### Required action
Nothing but a number should be given: how many lines in the listing contain the word "replies".

### Records for the exercise
== Segment start ==

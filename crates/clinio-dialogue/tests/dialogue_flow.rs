// SPDX-FileCopyrightText: 2026 Clinio Contributors
// SPDX-License-Identifier: MIT OR Apache-2.0

//! End-to-end dialogue flow tests over the mock adapters.
//!
//! These drive whole turns through `DialogueOrchestrator::process_message`
//! and assert on replies, persisted task state, and registry writes.

use std::sync::Arc;

use chrono::{Datelike, Duration as ChronoDuration, Utc};

use clinio_config::ClinioConfig;
use clinio_core::types::{
    AppointmentRecord, Conversation, PatientRecord, TaskState, UserAction,
};
use clinio_core::ConversationStore;
use clinio_dialogue::{DialogueOrchestrator, DialogueSettings};
use clinio_test_utils::{MemoryStore, MockGenerator, MockRegistry};

const PHONE: &str = "59170123456";

struct Harness {
    store: Arc<MemoryStore>,
    registry: Arc<MockRegistry>,
    generator: Arc<MockGenerator>,
    orchestrator: DialogueOrchestrator,
}

fn base_settings() -> DialogueSettings {
    DialogueSettings::from_config(&ClinioConfig::default())
}

fn harness(settings: DialogueSettings) -> Harness {
    let store = Arc::new(MemoryStore::new());
    let registry = Arc::new(MockRegistry::new());
    let generator = Arc::new(MockGenerator::new());
    let orchestrator = DialogueOrchestrator::new(
        store.clone(),
        registry.clone(),
        generator.clone(),
        settings,
    );
    Harness {
        store,
        registry,
        generator,
        orchestrator,
    }
}

fn patient_with_appointment() -> PatientRecord {
    PatientRecord {
        id: "p-1".to_string(),
        name: "Juan Pérez".to_string(),
        phone: PHONE.to_string(),
        next_appointment: Some(AppointmentRecord {
            id: "a-1".to_string(),
            scheduled_at: Utc::now() + ChronoDuration::days(7),
            status: "Programado".to_string(),
            kind: "Control de Tuberculosis".to_string(),
        }),
        last_visit: None,
    }
}

async fn stored_conversation(store: &MemoryStore, user_id: &str) -> Conversation {
    store
        .get(user_id)
        .await
        .expect("store reachable")
        .expect("conversation present")
}

/// Scenario A: an opening reschedule message that already carries date and
/// time skips awaiting-date and awaiting-time and lands on the
/// confirmation prompt.
#[tokio::test]
async fn data_rich_opening_message_jumps_to_confirmation() {
    let tomorrow = Utc::now().date_naive().succ_opt().unwrap();
    let mut settings = base_settings();
    // Keep the test deterministic whatever today is: close the clinic on a
    // weekday that tomorrow is not.
    settings.rules.closed_weekday = tomorrow.weekday().succ();

    let h = harness(settings);
    h.registry.add_patient(PHONE, patient_with_appointment()).await;

    let turn = h
        .orchestrator
        .process_message(PHONE, "quiero reprogramar para mañana a las 10:00")
        .await;

    assert!(turn.reply.contains("¿Confirmas?"), "reply: {}", turn.reply);
    assert!(
        turn.reply
            .contains(&clinio_dialogue::replies::format_date_es(tomorrow)),
        "reply: {}",
        turn.reply
    );
    assert!(turn.reply.contains("10:00"), "reply: {}", turn.reply);

    let conv = stored_conversation(&h.store, PHONE).await;
    let task = conv.task.expect("task active");
    assert_eq!(task.state, TaskState::RescheduleAwaitingConfirmation);
    assert_eq!(task.data.date, Some(tomorrow));

    // No write before confirmation.
    assert!(h.registry.recorded_updates().await.is_empty());
}

/// Confirming issues exactly one registry write and clears the task.
#[tokio::test]
async fn confirmation_writes_exactly_once() {
    let tomorrow = Utc::now().date_naive().succ_opt().unwrap();
    let mut settings = base_settings();
    settings.rules.closed_weekday = tomorrow.weekday().succ();

    let h = harness(settings);
    h.registry.add_patient(PHONE, patient_with_appointment()).await;

    h.orchestrator
        .process_message(PHONE, "quiero reprogramar para mañana a las 10:00")
        .await;
    let turn = h.orchestrator.process_message(PHONE, "sí").await;

    assert!(turn.reply.contains("Cita reprogramada"), "reply: {}", turn.reply);
    let action = turn.action.expect("completed action payload");
    assert_eq!(action.action, UserAction::Reschedule);
    assert_eq!(action.status, "completed");

    let updates = h.registry.recorded_updates().await;
    assert_eq!(updates.len(), 1);
    assert_eq!(updates[0].patient_id, "p-1");
    assert_eq!(updates[0].scheduled_at.date_naive(), tomorrow);
    assert_eq!(updates[0].reason, "Control de Tuberculosis");

    let conv = stored_conversation(&h.store, PHONE).await;
    assert!(conv.task.is_none(), "task cleared after one attempt");

    // A stray second "sí" has no machine to act on and writes nothing.
    h.orchestrator.process_message(PHONE, "sí").await;
    assert_eq!(h.registry.recorded_updates().await.len(), 1);
}

/// Scenario B: "no" at the confirmation step clears state without a write.
#[tokio::test]
async fn cancellation_at_confirmation_leaves_record_untouched() {
    let tomorrow = Utc::now().date_naive().succ_opt().unwrap();
    let mut settings = base_settings();
    settings.rules.closed_weekday = tomorrow.weekday().succ();

    let h = harness(settings);
    h.registry.add_patient(PHONE, patient_with_appointment()).await;

    h.orchestrator
        .process_message(PHONE, "quiero reprogramar para mañana a las 10:00")
        .await;
    let turn = h.orchestrator.process_message(PHONE, "no").await;

    assert_eq!(turn.reply, "Tu cita se mantiene sin cambios.");
    assert!(h.registry.recorded_updates().await.is_empty());

    let conv = stored_conversation(&h.store, PHONE).await;
    assert!(conv.task.is_none());
}

/// Ambiguous input at the confirmation step re-prompts without moving.
#[tokio::test]
async fn ambiguous_confirmation_reprompts() {
    let tomorrow = Utc::now().date_naive().succ_opt().unwrap();
    let mut settings = base_settings();
    settings.rules.closed_weekday = tomorrow.weekday().succ();

    let h = harness(settings);
    h.registry.add_patient(PHONE, patient_with_appointment()).await;

    h.orchestrator
        .process_message(PHONE, "quiero reprogramar para mañana a las 10:00")
        .await;
    let turn = h.orchestrator.process_message(PHONE, "este... tal vez").await;

    assert!(turn.reply.contains("'sí'"), "reply: {}", turn.reply);
    let conv = stored_conversation(&h.store, PHONE).await;
    assert_eq!(
        conv.task.unwrap().state,
        TaskState::RescheduleAwaitingConfirmation
    );
    assert!(h.registry.recorded_updates().await.is_empty());
}

/// Scenario C: picking the clinic's closed day is rejected and the machine
/// stays in awaiting-date.
#[tokio::test]
async fn closed_weekday_rejected_and_state_kept() {
    let mut settings = base_settings();
    settings.rules.closed_weekday = chrono::Weekday::Sun;

    let h = harness(settings);
    h.registry.add_patient(PHONE, patient_with_appointment()).await;

    let turn = h
        .orchestrator
        .process_message(PHONE, "quiero reprogramar mi cita")
        .await;
    assert!(turn.reply.contains("¿Para qué día"), "reply: {}", turn.reply);

    let turn = h.orchestrator.process_message(PHONE, "el domingo").await;
    assert!(turn.reply.contains("domingos"), "reply: {}", turn.reply);

    let conv = stored_conversation(&h.store, PHONE).await;
    assert_eq!(conv.task.unwrap().state, TaskState::RescheduleAwaitingDate);
}

/// The awaiting-time step validates the opening window and the slot grid.
#[tokio::test]
async fn time_window_and_grid_enforced_in_flow() {
    let monday_next = {
        // A guaranteed-future Monday.
        let today = Utc::now().date_naive();
        let ahead = (7 - today.weekday().num_days_from_monday() as i64).rem_euclid(7);
        today + ChronoDuration::days(if ahead == 0 { 7 } else { ahead })
    };
    let settings = base_settings();

    let h = harness(settings);
    h.registry.add_patient(PHONE, patient_with_appointment()).await;

    h.orchestrator
        .process_message(PHONE, "quiero reprogramar mi cita")
        .await;
    h.orchestrator
        .process_message(PHONE, &format!("el {monday_next}"))
        .await;

    // 19:00 is the exclusive upper bound.
    let turn = h.orchestrator.process_message(PHONE, "a las 19:00").await;
    assert!(turn.reply.contains("horario de atención"), "reply: {}", turn.reply);

    // Off the 30-minute grid.
    let turn = h.orchestrator.process_message(PHONE, "a las 10:15").await;
    assert!(turn.reply.contains("cada 30 minutos"), "reply: {}", turn.reply);

    let conv = stored_conversation(&h.store, PHONE).await;
    assert_eq!(conv.task.unwrap().state, TaskState::RescheduleAwaitingTime);

    // 07:00 is the inclusive lower bound.
    let turn = h.orchestrator.process_message(PHONE, "a las 07:00").await;
    assert!(turn.reply.contains("¿Confirmas?"), "reply: {}", turn.reply);
}

/// Scenario D: a long off-domain message gets the fixed redirect and no task.
#[tokio::test]
async fn off_domain_message_is_redirected() {
    let h = harness(base_settings());

    let message = "explícame por favor cómo se calcula la hipotenusa de un \
                   triángulo rectángulo cuyos catetos miden tres y cuatro \
                   unidades, lo necesito para mi examen de geometría";
    assert!(message.chars().count() > 100);

    let turn = h.orchestrator.process_message(PHONE, message).await;
    assert!(
        turn.reply.contains("solo puedo asistir"),
        "reply: {}",
        turn.reply
    );
    assert!(turn.action.is_none());

    let conv = stored_conversation(&h.store, PHONE).await;
    assert!(conv.task.is_none());
}

/// Scenario E: after TTL expiry the next message starts a brand-new
/// conversation.
#[tokio::test]
async fn expired_conversation_starts_fresh() {
    let h = harness(base_settings());
    h.generator.add_response("Hola, ¿en qué puedo ayudarte?").await;

    let first = h.orchestrator.process_message(PHONE, "hola").await;
    h.store.expire(PHONE).await;

    h.generator.add_response("Bienvenido de nuevo.").await;
    let second = h.orchestrator.process_message(PHONE, "hola").await;

    assert_ne!(first.conversation_id, second.conversation_id);

    let conv = stored_conversation(&h.store, PHONE).await;
    // Only the second turn's user + assistant messages survive.
    assert_eq!(conv.messages.len(), 2);
    assert!(conv.task.is_none());
}

/// Looking up the next appointment formats the registry record.
#[tokio::test]
async fn lookup_formats_next_appointment() {
    let h = harness(base_settings());
    h.registry.add_patient(PHONE, patient_with_appointment()).await;

    let turn = h
        .orchestrator
        .process_message(PHONE, "¿cuándo es mi próxima cita?")
        .await;

    assert!(turn.reply.contains("Tu próxima cita"), "reply: {}", turn.reply);
    assert!(turn.reply.contains("Control de Tuberculosis"));
    let action = turn.action.expect("lookup action");
    assert_eq!(action.action, UserAction::Lookup);
}

/// Unregistered users are told to contact the clinic, with no task started.
#[tokio::test]
async fn unknown_patient_cannot_start_reschedule() {
    let h = harness(base_settings());

    let turn = h
        .orchestrator
        .process_message(PHONE, "quiero reprogramar mi cita")
        .await;

    assert!(
        turn.reply.contains("No encuentro tu registro"),
        "reply: {}",
        turn.reply
    );
    let conv = stored_conversation(&h.store, PHONE).await;
    assert!(conv.task.is_none());
}

/// A registry failure during the confirmed write degrades to an error
/// reply and clears the task instead of leaving the machine stuck.
#[tokio::test]
async fn failed_write_clears_task() {
    let tomorrow = Utc::now().date_naive().succ_opt().unwrap();
    let mut settings = base_settings();
    settings.rules.closed_weekday = tomorrow.weekday().succ();

    let h = harness(settings);
    h.registry.add_patient(PHONE, patient_with_appointment()).await;
    h.registry.fail_updates(true);

    h.orchestrator
        .process_message(PHONE, "quiero reprogramar para mañana a las 10:00")
        .await;
    let turn = h.orchestrator.process_message(PHONE, "sí").await;

    assert!(turn.reply.contains("Error al reprogramar"), "reply: {}", turn.reply);
    let conv = stored_conversation(&h.store, PHONE).await;
    assert!(conv.task.is_none());
    // The one (failed) attempt was issued; nothing retried.
    assert_eq!(h.registry.recorded_updates().await.len(), 1);
}

/// Generator failures never fail the turn: a trouble reply is produced and
/// the conversation stays consistent.
#[tokio::test]
async fn generation_failure_degrades_to_trouble_reply() {
    let h = harness(base_settings());
    h.generator.set_failing(true);

    let turn = h.orchestrator.process_message(PHONE, "hola").await;
    assert!(
        turn.reply.contains("tuve un problema"),
        "reply: {}",
        turn.reply
    );

    let conv = stored_conversation(&h.store, PHONE).await;
    assert_eq!(conv.messages.len(), 2);
}

/// Garbled model output is replaced by the keyword fallback.
#[tokio::test]
async fn invalid_completion_uses_fallback() {
    let h = harness(base_settings());
    h.generator
        .add_response("Tienes TUBERACIÓN muy avanzada señor paciente.")
        .await;

    let turn = h.orchestrator.process_message(PHONE, "hola").await;
    assert!(turn.reply.contains("Bienvenido"), "reply: {}", turn.reply);
}

/// A schedule intent is surfaced in the action payload while the reply
/// comes from the free-form path.
#[tokio::test]
async fn schedule_intent_is_surfaced_as_action() {
    let h = harness(base_settings());
    h.generator.add_response("¡Claro! ¿Para qué día?").await;

    let turn = h
        .orchestrator
        .process_message(PHONE, "quiero agendar una cita")
        .await;

    let action = turn.action.expect("schedule action");
    assert_eq!(action.action, UserAction::Schedule);
    assert_eq!(action.status, "collecting_info");
    assert!(action.data["missing_fields"].as_array().is_some());
}

/// Opening message with only a date lands on awaiting-time with the date
/// already merged into the bag.
#[tokio::test]
async fn date_only_opening_message_waits_for_time() {
    let tomorrow = Utc::now().date_naive().succ_opt().unwrap();
    let mut settings = base_settings();
    settings.rules.closed_weekday = tomorrow.weekday().succ();

    let h = harness(settings);
    h.registry.add_patient(PHONE, patient_with_appointment()).await;

    let turn = h
        .orchestrator
        .process_message(PHONE, "quiero reprogramar para mañana")
        .await;
    assert!(turn.reply.contains("¿A qué hora?"), "reply: {}", turn.reply);

    let conv = stored_conversation(&h.store, PHONE).await;
    let task = conv.task.expect("task active");
    assert_eq!(task.state, TaskState::RescheduleAwaitingTime);
    assert_eq!(task.data.date, Some(tomorrow));
    assert_eq!(task.data.patient_id.as_deref(), Some("p-1"));
}

/// Every turn appends exactly one assistant message and persists it.
#[tokio::test]
async fn each_turn_appends_one_assistant_message() {
    let h = harness(base_settings());
    h.registry.add_patient(PHONE, patient_with_appointment()).await;

    h.orchestrator
        .process_message(PHONE, "quiero reprogramar mi cita")
        .await;
    h.orchestrator.process_message(PHONE, "no entiendo nada").await;

    let conv = stored_conversation(&h.store, PHONE).await;
    // Two turns: two user + two assistant messages, alternating.
    assert_eq!(conv.messages.len(), 4);
    let roles: Vec<String> = conv.messages.iter().map(|m| m.role.to_string()).collect();
    assert_eq!(roles, vec!["user", "assistant", "user", "assistant"]);
}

== Segment end ==

### Finished task
2